Composite materials (CM) for miniature sliding bearings and current leads have been synthesized from regular brass or copper $3D$ conducting frameworks with holes filled with C$_{60}$ fullerites. The CM samples were also obtained by thermobaric treatment of L80 brass wire networks with 0.3 and 0.5 mm slots filled with C$_{60}$ fullerites. The processing parameters ensure the consolidation of the workpiece and the transformation of fullerites in the cells into monolithic inclusions of a superelastic hard carbon with a nanocluster graphene structure. The hardness and indentation modulus of the carbon phase in the cells of 0.3 mm in a side size ($H_{\mathrm{IT}}$ = 24 GPa, $E_{\mathrm{IT}}$ = 139 GPa) are higher than in the cells of 0.5 mm in a side size ($H_{\mathrm{IT}}$ = 18 GPa, $E_{\mathrm{IT}}$ = 105 GPa) at an elastic recovery of 84%. The carbon inclusions provide good tribological properties of the CM: their friction coefficient $\mu$ ($\mu$ = 0.09–0.13) is lower than that of brass ($\mu$ = 0.3).
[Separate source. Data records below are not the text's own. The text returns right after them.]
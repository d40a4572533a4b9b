// SPDX-License-Identifier: MPL-2.0
//! Core domain types shared by the UI and persistence layers.

pub mod feed_log;

pub use feed_log::{FeedKind, FeedLog};

/// Capability implemented by the intake chart: re-derive its rendering state
/// from the full ordered sequence of prior feeds.
pub trait FeedChartView {
    fn update_feed_chart(&mut self, feeds: &[FeedLog]);
}

/// Capability implemented by the timeline: re-derive its rendering state from
/// the full ordered sequence of prior feeds.
pub trait TimelineView {
    fn update_timeline(&mut self, feeds: &[FeedLog]);
}
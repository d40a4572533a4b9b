// SPDX-License-Identifier: MPL-2.0
//! Event subscriptions for the application.
//!
//! Two sources: a one-second tick that runs only while something on screen
//! depends on wall-clock time (a running feed, a pending banner), and global
//! keyboard shortcuts for the theme toggles.

use super::{App, Message};
use crate::ui::navbar;
use iced::{event, keyboard, time, Subscription};
use std::time::Duration;

/// Builds the application's subscription set from the current state.
pub fn subscription(app: &App) -> Subscription<Message> {
    let mut subscriptions = vec![keyboard_shortcuts()];

    if app.needs_clock() {
        subscriptions.push(time::every(Duration::from_secs(1)).map(Message::Tick));
    }

    Subscription::batch(subscriptions)
}

/// Global shortcuts: `d` flips day/night, `n` toggles night-vision.
///
/// Only keys no widget claimed are considered, so typing "120" into the
/// bottle-size field never flips the theme.
fn keyboard_shortcuts() -> Subscription<Message> {
    event::listen_with(|event, status, _window_id| {
        if status == event::Status::Captured {
            return None;
        }

        if let event::Event::Keyboard(keyboard::Event::KeyPressed {
            key: keyboard::Key::Character(ref c),
            modifiers,
            ..
        }) = event
        {
            if modifiers.command() || modifiers.alt() {
                return None;
            }
            match c.as_str() {
                "d" => return Some(Message::Navbar(navbar::Message::ToggleDayNight)),
                "n" => return Some(Message::Navbar(navbar::Message::ToggleNightVision)),
                _ => {}
            }
        }

        None
    })
}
Due to the presence of continuous conductors in the form of a brass grid, the experimental CM crystals have a sufficiently high electrical conductivity (36 MS/m), which is slightly lower than that of the copper standard (42 MS/m), but substantially higher than that of the CM obtained from mixtures of metal and fullerite powders (10 MS/m).